Lors des négociations du Général Wrangel et de l’amiral Dumesnil concernant l’évacuation de la Crimée, la proposition suivante du général Wrangel fut acceptée et actée : « Je considère d’autre part ces bâtiments » (la Flotte militaire et commerciale russe) « comme devant servir de gage au paiement des dépenses qui incombent déjà et qui pourraient incomber à la France pour faire face aux premiers secours nécessités par les circonstances actuelles »… Les Français considéraient par conséquent, sans doute à juste titre dans la limite des dépenses, de pouvoir disposer des navires. S’agissant de la flotte commerciale, à Constantinople, des navires mobilisés sont rendu à leur propriétaire, des navires appartenant à l’état sont vendus ainsi que des cargaisons. S’agissant de la flotte militaire, l’amiral Kedroff n’était pas d’accord avec la proposition du Général Wrangel comme la plupart des officiers de la Marine russe et c’était un sujet d’inquiétude pour les Français. Il faut rappeler que le sabordage de Scapa Flow des 52 navires de la flotte Allemande s’était produit en Juin 1919, voilà un peu plus d’un an, et que cet événement était bien présent, côté français, dans les esprits. D’ailleurs, un des navires russes sera envoyé par le fond, à Bizerte, par deux jeunes officiers russes mais il s’agira d’initiatives personnelles catégoriquement reprouvées par l’état-major russe et les autres officiers. L’état-major de l’Escadre russe sera embarrassé, les deux officiers seront jugés et condamnés et le navire renfloué au frais de l’Escadre russe.
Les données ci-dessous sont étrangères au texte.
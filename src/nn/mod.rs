//! Minimal neural network built on [`Matrix`](crate::primitives::Matrix).
//!
//! A [`SingleLayerNetwork`] computes `σ(xW + b)` and learns with the delta
//! rule. Everything is expressed with the matrix operations of this crate
//! (`matmul`, `transpose`, `hadamard`, `scalar_multiply`, `add`), which makes
//! it a small end-to-end exercise of the float domain.
//!
//! # Example
//!
//! ```
//! use densemat::nn::{xor_dataset, SingleLayerNetwork, TrainerConfig};
//!
//! let (inputs, targets) = xor_dataset();
//! let config = TrainerConfig::default().with_seed(42);
//! let mut net = SingleLayerNetwork::from_config(2, 2, &config).expect("valid sizes");
//! let report = net.fit(&inputs, &targets, &config).expect("valid data");
//! println!("error {:.3} -> {:.3}", report.initial_error, report.final_error);
//! ```
//!
//! # References
//!
//! - Widrow, B., & Hoff, M. E. (1960). Adaptive switching circuits.
//!   IRE WESCON Convention Record.

mod activation;
mod network;
mod trainer;

pub use activation::{sigmoid, sigmoid_derivative, sigmoid_matrix};
pub use network::{SingleLayerNetwork, DEFAULT_WEIGHT_RANGE};
pub use trainer::{xor_dataset, TrainerConfig, TrainingReport};
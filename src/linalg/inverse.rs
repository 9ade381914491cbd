//! Matrix inversion by Gauss-Jordan elimination with partial pivoting.

use super::{determinant, SINGULAR_EPSILON};
use crate::error::{DenseMatError, Result};
use crate::primitives::{Element, Matrix};
use tracing::debug;

/// Working state of one inversion: `[A | I]` of shape `(n, 2n)`.
///
/// Row operations applied to the whole augmented matrix turn the left half
/// into the identity; the right half then holds `A^-1`.
#[derive(Debug, Clone)]
pub struct AugmentedMatrix {
    inner: Matrix<f64>,
    n: usize,
}

impl AugmentedMatrix {
    /// Builds `[m | I]` from a square matrix.
    ///
    /// # Errors
    ///
    /// Returns `NotSquare` for non-square input and `AllocationError` if the
    /// working storage cannot be obtained.
    pub fn new<T: Element>(m: &Matrix<T>) -> Result<Self> {
        let (rows, cols) = m.shape();
        if rows != cols {
            return Err(DenseMatError::NotSquare { rows, cols });
        }
        let n = rows;
        let width = n
            .checked_mul(2)
            .ok_or(DenseMatError::AllocationError { rows: n, cols })?;
        let mut inner = Matrix::try_new(n, width)?;
        for i in 0..n {
            let row = inner.row_mut(i);
            for (dst, &src) in row[..n].iter_mut().zip(m.row(i)) {
                *dst = src.to_f64();
            }
            row[n + i] = 1.0;
        }
        Ok(Self { inner, n })
    }

    /// Order of the matrix being inverted.
    #[must_use]
    pub fn size(&self) -> usize {
        self.n
    }

    /// The full `(n, 2n)` working matrix.
    #[must_use]
    pub fn as_matrix(&self) -> &Matrix<f64> {
        &self.inner
    }

    /// Row in `col..n` with the largest absolute value in column `col`.
    ///
    /// Ties keep the earliest row.
    #[must_use]
    pub fn pivot_row(&self, col: usize) -> usize {
        let mut best = col;
        let mut best_abs = self.inner.get(col, col).abs();
        for i in col + 1..self.n {
            let v = self.inner.get(i, col).abs();
            if v > best_abs {
                best_abs = v;
                best = i;
            }
        }
        best
    }

    /// Swaps two rows across all `2n` columns.
    pub fn swap_rows(&mut self, a: usize, b: usize) {
        self.inner.swap_rows(a, b);
    }

    /// Divides row `row` by its entry in column `row`, making the diagonal 1.
    pub fn normalize_row(&mut self, row: usize) {
        let pivot = self.inner.get(row, row);
        for x in self.inner.row_mut(row) {
            *x /= pivot;
        }
    }

    /// Clears column `col` from every row except `col` itself.
    pub fn eliminate(&mut self, col: usize) {
        let pivot_row = self.inner.row(col).to_vec();
        for i in (0..self.n).filter(|&i| i != col) {
            let row = self.inner.row_mut(i);
            let factor = row[col];
            if factor == 0.0 {
                continue;
            }
            for (x, &p) in row.iter_mut().zip(&pivot_row) {
                *x -= factor * p;
            }
        }
    }

    /// Copies the right half out as a fresh `(n, n)` matrix.
    ///
    /// # Errors
    ///
    /// Propagates allocation failure.
    pub fn into_inverse(self) -> Result<Matrix<f64>> {
        let n = self.n;
        let mut data = Vec::new();
        data.try_reserve_exact(n * n)
            .map_err(|_| DenseMatError::AllocationError { rows: n, cols: n })?;
        for i in 0..n {
            data.extend_from_slice(&self.inner.row(i)[n..]);
        }
        Matrix::from_vec(n, n, data)
    }
}

/// Inverts a square matrix.
///
/// 1. The determinant is computed first; `|det| < 1e-10` fails fast.
/// 2. `[A | I]` is reduced column by column with partial pivoting. A pivot
///    with magnitude below `1e-10` also fails; rounding can leave such a
///    pivot even when the determinant passed.
///
/// The input is never modified. Integer input is promoted to `f64`.
///
/// # Errors
///
/// Returns `NotSquare` for non-square input and `SingularMatrix` when
/// either singularity check trips.
///
/// # Examples
///
/// ```
/// use densemat::linalg::invert;
/// use densemat::primitives::Matrix;
///
/// let a = Matrix::from_vec(2, 2, vec![4.0, 7.0, 2.0, 6.0]).expect("valid");
/// let inv = invert(&a).expect("invertible");
/// assert!((inv.get(0, 0) - 0.6).abs() < 1e-9);
///
/// let singular = Matrix::from_vec(2, 2, vec![1, 2, 2, 4]).expect("valid");
/// assert!(invert(&singular).unwrap_err().is_singular());
/// ```
pub fn invert<T: Element>(m: &Matrix<T>) -> Result<Matrix<f64>> {
    let (rows, cols) = m.shape();
    if rows != cols {
        return Err(DenseMatError::NotSquare { rows, cols });
    }

    let det = determinant(m)?;
    if det.abs() < SINGULAR_EPSILON {
        debug!(det, n = rows, "determinant below tolerance, not inverting");
        return Err(DenseMatError::SingularMatrix { det });
    }

    let mut aug = AugmentedMatrix::new(m)?;
    for col in 0..aug.size() {
        let pivot_row = aug.pivot_row(col);
        let pivot = aug.as_matrix().get(pivot_row, col);
        if pivot.abs() < SINGULAR_EPSILON {
            debug!(col, pivot, det, "vanishing pivot during elimination");
            return Err(DenseMatError::SingularMatrix { det });
        }
        if pivot_row != col {
            debug!(col, pivot_row, "partial pivoting row swap");
            aug.swap_rows(col, pivot_row);
        }
        aug.normalize_row(col);
        aug.eliminate(col);
    }

    aug.into_inverse()
}

/// Checks that `a * inv` is the identity within `tol` per element.
///
/// # Errors
///
/// Returns `DimensionMismatch` if the shapes are incompatible.
pub fn verify_inverse<T: Element>(a: &Matrix<T>, inv: &Matrix<f64>, tol: f64) -> Result<bool> {
    Ok(a.to_float().matmul(inv)?.is_identity(tol))
}

impl<T: Element> Matrix<T> {
    /// Inverse of this matrix. See [`invert`].
    ///
    /// # Errors
    ///
    /// Returns `NotSquare` or `SingularMatrix`.
    pub fn invert(&self) -> Result<Matrix<f64>> {
        invert(self)
    }
}

#[cfg(test)]
#[path = "inverse_tests.rs"]
mod tests;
Lors de la transmission des navires aux Français en 1924, malgré le climat de confiance et d’amitié qui s’instaurera entre l’amiral Exelmans et l’état-major russe, l’inquiétude de l’amiral sera palpable.
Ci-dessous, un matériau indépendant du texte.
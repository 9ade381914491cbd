//! Single-layer sigmoid network trained with the delta rule.

use super::activation::{sigmoid_derivative, sigmoid_matrix};
use super::trainer::{TrainerConfig, TrainingReport};
use crate::error::{DenseMatError, Result};
use crate::primitives::Matrix;
use rand::Rng;
use serde::{Deserialize, Serialize};
use tracing::{debug, info};

/// Default half-width of the uniform weight initialization.
pub const DEFAULT_WEIGHT_RANGE: f64 = 1.0;

/// Fully connected layer followed by a sigmoid: `y = σ(xW + b)`.
///
/// # Example
///
/// ```
/// use densemat::nn::{xor_dataset, SingleLayerNetwork, TrainerConfig};
///
/// let (inputs, targets) = xor_dataset();
/// let config = TrainerConfig::default().with_epochs(300).with_seed(42);
/// let mut net = SingleLayerNetwork::from_config(2, 2, &config).expect("valid sizes");
/// let report = net.fit(&inputs, &targets, &config).expect("valid data");
/// assert!(report.improved());
/// ```
#[derive(Debug, Clone, PartialEq, Serialize, Deserialize)]
pub struct SingleLayerNetwork {
    /// Shape `(input_size, output_size)`.
    weights: Matrix<f64>,
    /// Shape `(1, output_size)`.
    biases: Matrix<f64>,
}

impl SingleLayerNetwork {
    /// Creates a network with weights uniform in
    /// `[-DEFAULT_WEIGHT_RANGE, DEFAULT_WEIGHT_RANGE]` and zero biases.
    ///
    /// # Errors
    ///
    /// Returns `InvalidDimensions` if either size is zero.
    pub fn new<R: Rng>(input_size: usize, output_size: usize, rng: &mut R) -> Result<Self> {
        Self::with_weight_range(input_size, output_size, DEFAULT_WEIGHT_RANGE, rng)
    }

    /// Creates a network with weights uniform in `[-range, range]`.
    ///
    /// # Errors
    ///
    /// Returns `InvalidDimensions` if either size is zero and
    /// `InvalidHyperparameter` if `range` is not positive.
    pub fn with_weight_range<R: Rng>(
        input_size: usize,
        output_size: usize,
        range: f64,
        rng: &mut R,
    ) -> Result<Self> {
        if !(range.is_finite() && range > 0.0) {
            return Err(DenseMatError::InvalidHyperparameter {
                param: "weight_range".to_string(),
                value: range.to_string(),
                constraint: "> 0".to_string(),
            });
        }
        let mut weights = Matrix::try_new(input_size, output_size)?;
        for i in 0..input_size {
            for j in 0..output_size {
                weights.set(i, j, rng.gen_range(-range..=range));
            }
        }
        let biases = Matrix::try_new(1, output_size)?;
        Ok(Self { weights, biases })
    }

    /// Creates a network using the config's seed and weight range.
    ///
    /// # Errors
    ///
    /// Same as [`SingleLayerNetwork::with_weight_range`].
    pub fn from_config(
        input_size: usize,
        output_size: usize,
        config: &TrainerConfig,
    ) -> Result<Self> {
        Self::with_weight_range(input_size, output_size, config.weight_range, &mut config.rng())
    }

    /// Builds a network from explicit parameters.
    ///
    /// # Errors
    ///
    /// Returns `DimensionMismatch` unless `biases` is `(1, weights.cols)`.
    pub fn from_parts(weights: Matrix<f64>, biases: Matrix<f64>) -> Result<Self> {
        let expected = (1, weights.n_cols());
        if biases.shape() != expected {
            return Err(DenseMatError::shape_mismatch("from_parts", expected, biases.shape()));
        }
        Ok(Self { weights, biases })
    }

    /// Number of input features.
    #[must_use]
    pub fn input_size(&self) -> usize {
        self.weights.n_rows()
    }

    /// Number of output units.
    #[must_use]
    pub fn output_size(&self) -> usize {
        self.weights.n_cols()
    }

    /// Weight matrix, shape `(input_size, output_size)`.
    #[must_use]
    pub fn weights(&self) -> &Matrix<f64> {
        &self.weights
    }

    /// Bias row, shape `(1, output_size)`.
    #[must_use]
    pub fn biases(&self) -> &Matrix<f64> {
        &self.biases
    }

    /// Forward pass for a batch of row vectors, shape `(m, input_size)`.
    ///
    /// # Errors
    ///
    /// Returns `DimensionMismatch` if `input.cols != input_size`.
    pub fn forward(&self, input: &Matrix<f64>) -> Result<Matrix<f64>> {
        let mut z = input.matmul(&self.weights)?;
        let bias = self.biases.row(0);
        for i in 0..z.n_rows() {
            for (v, b) in z.row_mut(i).iter_mut().zip(bias) {
                *v += b;
            }
        }
        Ok(sigmoid_matrix(&z))
    }

    /// One delta-rule update on a single sample.
    ///
    /// `grad = (target - out) ⊙ out(1 - out)`, then `W += lr · xᵀ·grad` and
    /// `b += lr · grad`. Returns the squared error of the sample measured
    /// before the update.
    ///
    /// # Errors
    ///
    /// Returns `DimensionMismatch` unless `input` is `(1, input_size)` and
    /// `target` is `(1, output_size)`.
    pub fn train_step(
        &mut self,
        input: &Matrix<f64>,
        target: &Matrix<f64>,
        lr: f64,
    ) -> Result<f64> {
        let expected_in = (1, self.input_size());
        if input.shape() != expected_in {
            return Err(DenseMatError::shape_mismatch("train_step", expected_in, input.shape()));
        }
        let expected_out = (1, self.output_size());
        if target.shape() != expected_out {
            return Err(DenseMatError::shape_mismatch("train_step", expected_out, target.shape()));
        }

        let output = self.forward(input)?;
        let error = target.sub(&output)?;
        let grad = error.hadamard(&output.map(sigmoid_derivative))?;

        let weight_delta = input.transpose().matmul(&grad)?.scalar_multiply(lr);
        self.weights = self.weights.add(&weight_delta)?;
        self.biases = self.biases.add(&grad.scalar_multiply(lr))?;

        Ok(squared_sum(&error))
    }

    /// Total squared error over a dataset without updating.
    ///
    /// # Errors
    ///
    /// Returns `DimensionMismatch` for mismatched sample or target shapes.
    pub fn total_error(&self, samples: &[Matrix<f64>], targets: &[Matrix<f64>]) -> Result<f64> {
        check_dataset(samples, targets)?;
        let mut total = 0.0;
        for (x, y) in samples.iter().zip(targets) {
            let out = self.forward(x)?;
            total += squared_sum(&y.sub(&out)?);
        }
        Ok(total)
    }

    /// Runs `config.epochs` passes of per-sample updates over the dataset.
    ///
    /// Progress is logged every `epochs / 5` epochs.
    ///
    /// # Errors
    ///
    /// Returns `InvalidHyperparameter` for a bad config, `EmptyInput` for an
    /// empty dataset, and `DimensionMismatch` for shape errors.
    pub fn fit(
        &mut self,
        samples: &[Matrix<f64>],
        targets: &[Matrix<f64>],
        config: &TrainerConfig,
    ) -> Result<TrainingReport> {
        config.validate()?;
        let initial_error = self.total_error(samples, targets)?;
        debug!(
            samples = samples.len(),
            epochs = config.epochs,
            learning_rate = config.learning_rate,
            initial_error,
            "starting training"
        );

        let mut history = Vec::with_capacity(config.epochs);
        let interval = config.log_interval();
        for epoch in 0..config.epochs {
            let mut epoch_error = 0.0;
            for (x, y) in samples.iter().zip(targets) {
                epoch_error += self.train_step(x, y, config.learning_rate)?;
            }
            history.push(epoch_error);
            if epoch % interval == 0 {
                info!(epoch, error = epoch_error, "epoch complete");
            }
        }

        let final_error = self.total_error(samples, targets)?;
        info!(initial_error, final_error, "training finished");
        Ok(TrainingReport {
            epochs: config.epochs,
            initial_error,
            final_error,
            history,
        })
    }
}

fn squared_sum(m: &Matrix<f64>) -> f64 {
    m.as_slice().iter().map(|e| e * e).sum()
}

fn check_dataset(samples: &[Matrix<f64>], targets: &[Matrix<f64>]) -> Result<()> {
    if samples.is_empty() {
        return Err(DenseMatError::empty_input("training samples"));
    }
    if samples.len() != targets.len() {
        return Err(DenseMatError::DimensionMismatch {
            operation: "fit",
            expected: format!("{} targets", samples.len()),
            actual: format!("{} targets", targets.len()),
        });
    }
    Ok(())
}

#[cfg(test)]
#[path = "network_tests.rs"]
mod tests;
La position des Russes, qui vivaient dans l’espoir « d’une expédition militaire au printemps lorsque les conditions le permettraient », étaient bien différente de celle des français et ils voulaient conserver les principaux navires de guerre et plus particulièrement le Guénéral Alexeeff, le Guénéral Korniloff, les contre-torpilleurs et les sous-marins ainsi que les équipages pour appuyer cette expédition. Cette position était d’ailleurs fermement affichée et parfaitement perçue par les Français. On partait donc sur une divergence d’intérêts concernant les navires entre Français et Russes, toutefois, l’hypothèse de saborder les navires, n’était vraisemblablement pas envisagée par les Russes.

L’amiral Berens, lorsque les français, lors d’une conversation concernant la location du Dobytcha et du Yakout évoquent une vente, écrira : « En ce qui concerne la vente, je n’ai pas le droit de vendre des navires appartenant à la nation russe, puisque la raison de notre venue à Bizerte était de conserver les navires ou bien, de rembourser, par une exploitation rationnelle, une partie de notre dette envers la France. »[1]
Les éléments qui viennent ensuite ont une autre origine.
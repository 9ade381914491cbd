use super::*;
use crate::nn::xor_dataset;
use rand::rngs::StdRng;
use rand::SeedableRng;

fn row(values: &[f64]) -> Matrix<f64> {
    Matrix::from_vec(1, values.len(), values.to_vec()).expect("valid")
}

fn and_dataset() -> (Vec<Matrix<f64>>, Vec<Matrix<f64>>) {
    let inputs = vec![row(&[0.0, 0.0]), row(&[0.0, 1.0]), row(&[1.0, 0.0]), row(&[1.0, 1.0])];
    let targets = vec![row(&[0.0]), row(&[0.0]), row(&[0.0]), row(&[1.0])];
    (inputs, targets)
}

#[test]
fn test_new_shapes_and_ranges() {
    let mut rng = StdRng::seed_from_u64(3);
    let net = SingleLayerNetwork::new(3, 2, &mut rng).expect("valid sizes");
    assert_eq!(net.weights().shape(), (3, 2));
    assert_eq!(net.biases().shape(), (1, 2));
    assert!(net.weights().as_slice().iter().all(|w| (-1.0..=1.0).contains(w)));
    assert!(net.biases().as_slice().iter().all(|&b| b == 0.0));
}

#[test]
fn test_new_rejects_zero_sizes() {
    let mut rng = StdRng::seed_from_u64(0);
    assert!(matches!(
        SingleLayerNetwork::new(0, 2, &mut rng),
        Err(DenseMatError::InvalidDimensions { .. })
    ));
    assert!(SingleLayerNetwork::with_weight_range(2, 2, 0.0, &mut rng).is_err());
}

#[test]
fn test_from_config_is_reproducible() {
    let config = TrainerConfig::default().with_seed(11).with_weight_range(0.25);
    let a = SingleLayerNetwork::from_config(2, 2, &config).expect("valid");
    let b = SingleLayerNetwork::from_config(2, 2, &config).expect("valid");
    assert_eq!(a, b);
    assert!(a.weights().as_slice().iter().all(|w| w.abs() <= 0.25));
}

#[test]
fn test_forward_known_weights() {
    let weights = Matrix::from_vec(2, 1, vec![1.0, -1.0]).expect("valid");
    let biases = Matrix::from_vec(1, 1, vec![0.5]).expect("valid");
    let net = SingleLayerNetwork::from_parts(weights, biases).expect("consistent");

    let out = net.forward(&row(&[2.0, 2.5])).expect("matching width");
    // z = 2 - 2.5 + 0.5 = 0
    assert_eq!(out.as_slice(), &[0.5]);
}

#[test]
fn test_forward_batch_adds_bias_per_row() {
    let weights = Matrix::<f64>::zeros(2, 2);
    let biases = Matrix::from_vec(1, 2, vec![0.0, 100.0]).expect("valid");
    let net = SingleLayerNetwork::from_parts(weights, biases).expect("consistent");

    let batch = Matrix::from_vec(3, 2, vec![1.0, 2.0, 3.0, 4.0, 5.0, 6.0]).expect("valid");
    let out = net.forward(&batch).expect("matching width");
    assert_eq!(out.shape(), (3, 2));
    for i in 0..3 {
        assert_eq!(out.get(i, 0), 0.5);
        assert_eq!(out.get(i, 1), 1.0);
    }
}

#[test]
fn test_forward_width_mismatch() {
    let mut rng = StdRng::seed_from_u64(1);
    let net = SingleLayerNetwork::new(2, 1, &mut rng).expect("valid");
    assert!(matches!(
        net.forward(&row(&[1.0, 2.0, 3.0])),
        Err(DenseMatError::DimensionMismatch { .. })
    ));
}

#[test]
fn test_from_parts_checks_bias_shape() {
    let err = SingleLayerNetwork::from_parts(Matrix::zeros(2, 3), Matrix::zeros(1, 2)).unwrap_err();
    assert!(matches!(err, DenseMatError::DimensionMismatch { .. }));
}

#[test]
fn test_train_step_delta_rule() {
    let weights = Matrix::from_vec(2, 1, vec![0.0, 0.0]).expect("valid");
    let biases = Matrix::from_vec(1, 1, vec![0.0]).expect("valid");
    let mut net = SingleLayerNetwork::from_parts(weights, biases).expect("consistent");

    // out = 0.5, error = 0.5, grad = 0.5 * 0.25 = 0.125
    let sq = net
        .train_step(&row(&[1.0, 2.0]), &row(&[1.0]), 2.0)
        .expect("shapes match");
    assert_eq!(sq, 0.25);
    assert_eq!(net.weights().as_slice(), &[0.25, 0.5]);
    assert_eq!(net.biases().as_slice(), &[0.25]);
}

#[test]
fn test_train_step_shape_checks() {
    let mut rng = StdRng::seed_from_u64(1);
    let mut net = SingleLayerNetwork::new(2, 2, &mut rng).expect("valid");
    let batch = Matrix::from_vec(2, 2, vec![0.0; 4]).expect("valid");
    assert!(net.train_step(&batch, &row(&[0.0, 0.0]), 0.5).is_err());
    assert!(net.train_step(&row(&[0.0, 0.0]), &row(&[0.0]), 0.5).is_err());
}

#[test]
fn test_fit_learns_and() {
    let (inputs, targets) = and_dataset();
    let config = TrainerConfig::default().with_epochs(2000).with_seed(42);
    let mut net = SingleLayerNetwork::from_config(2, 1, &config).expect("valid");
    let report = net.fit(&inputs, &targets, &config).expect("valid data");

    assert_eq!(report.epochs, 2000);
    assert_eq!(report.history.len(), 2000);
    assert!(report.improved());
    assert!(report.final_error < 0.5 * report.initial_error);

    let on = net.forward(&row(&[1.0, 1.0])).expect("valid").get(0, 0);
    let off = net.forward(&row(&[0.0, 1.0])).expect("valid").get(0, 0);
    assert!(on > off);
}

#[test]
fn test_fit_on_xor_reduces_error() {
    let (inputs, targets) = xor_dataset();
    let config = TrainerConfig::default().with_seed(7);
    let mut net = SingleLayerNetwork::from_config(2, 2, &config).expect("valid");
    let report = net.fit(&inputs, &targets, &config).expect("valid data");
    assert!(
        report.final_error < report.initial_error,
        "{} -> {}",
        report.initial_error,
        report.final_error
    );
}

#[test]
fn test_fit_rejects_bad_input() {
    let mut rng = StdRng::seed_from_u64(5);
    let mut net = SingleLayerNetwork::new(2, 2, &mut rng).expect("valid");
    let config = TrainerConfig::default().with_epochs(1);

    assert!(matches!(
        net.fit(&[], &[], &config),
        Err(DenseMatError::EmptyInput { .. })
    ));

    let (inputs, targets) = xor_dataset();
    assert!(matches!(
        net.fit(&inputs, &targets[..3], &config),
        Err(DenseMatError::DimensionMismatch { .. })
    ));
    assert!(matches!(
        net.fit(&inputs, &targets, &config.clone().with_learning_rate(-1.0)),
        Err(DenseMatError::InvalidHyperparameter { .. })
    ));
}

#[test]
fn test_network_serde_round_trip() {
    let config = TrainerConfig::default().with_seed(2);
    let net = SingleLayerNetwork::from_config(2, 2, &config).expect("valid");
    let json = serde_json::to_string(&net).expect("serializable");
    let back: SingleLayerNetwork = serde_json::from_str(&json).expect("valid json");
    assert_eq!(back.weights().shape(), (2, 2));
    for (a, b) in back.weights().as_slice().iter().zip(net.weights().as_slice()) {
        assert!((a - b).abs() < 1e-12);
    }
}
Étonnamment, les circonstances firent que la position du ministre de la Marine française se rapprocha sensiblement de celle des Russes lorsque le Ministre des Finances français statua « que les navires de guerre russes ne pourraient entrer en compte à titre de remboursement budgétaire que si votre département », il est question de la Marine française,  « acceptait des réductions correspondant  à son programme de constructions navales… » [2] Le ministre de la Marine française, à en juger par le nombre de points d’exclamation des commentaires, ne s’attendait pas a cette position. Sa réaction fut « Pas question ! Ce serait un marché de dupes ! » et il fit répondre « l’incorporation éventuelle dans notre flotte de bâtiments russes ne pourrait entrainer aucune réduction de notre programme de construction neuves ». Il n’était donc plus question d’intégrer ces unités dans la Marine française. Il n’était pas non plus question de vendre des navires de guerre a des puissances étrangères afin de ne pas poser de problèmes diplomatiques liés à l’équilibre des puissances navales. Dès lors, la compensation financière ne s’étendit qu’aux navires que l’on pouvait vendre, c’est-à-dire aux navires réputés auxiliaires et ne présentant pas de valeur militaire et une sorte de statut quo s’instaura entre Russes et Français, exception faite des navires dont la classification ou l’utilisation était discutable.

Côté russe, la version des faits est bien différente et l’on met l’abandon du projet de vente des navires militaires non auxiliaires au compte des protestations véhémentes de l’amiral Kedroff et de l’ex-attaché naval Dmitrieff ainsi que des accords conclus avec les Français pour que les navires auxiliaires soient mis à leur disposition.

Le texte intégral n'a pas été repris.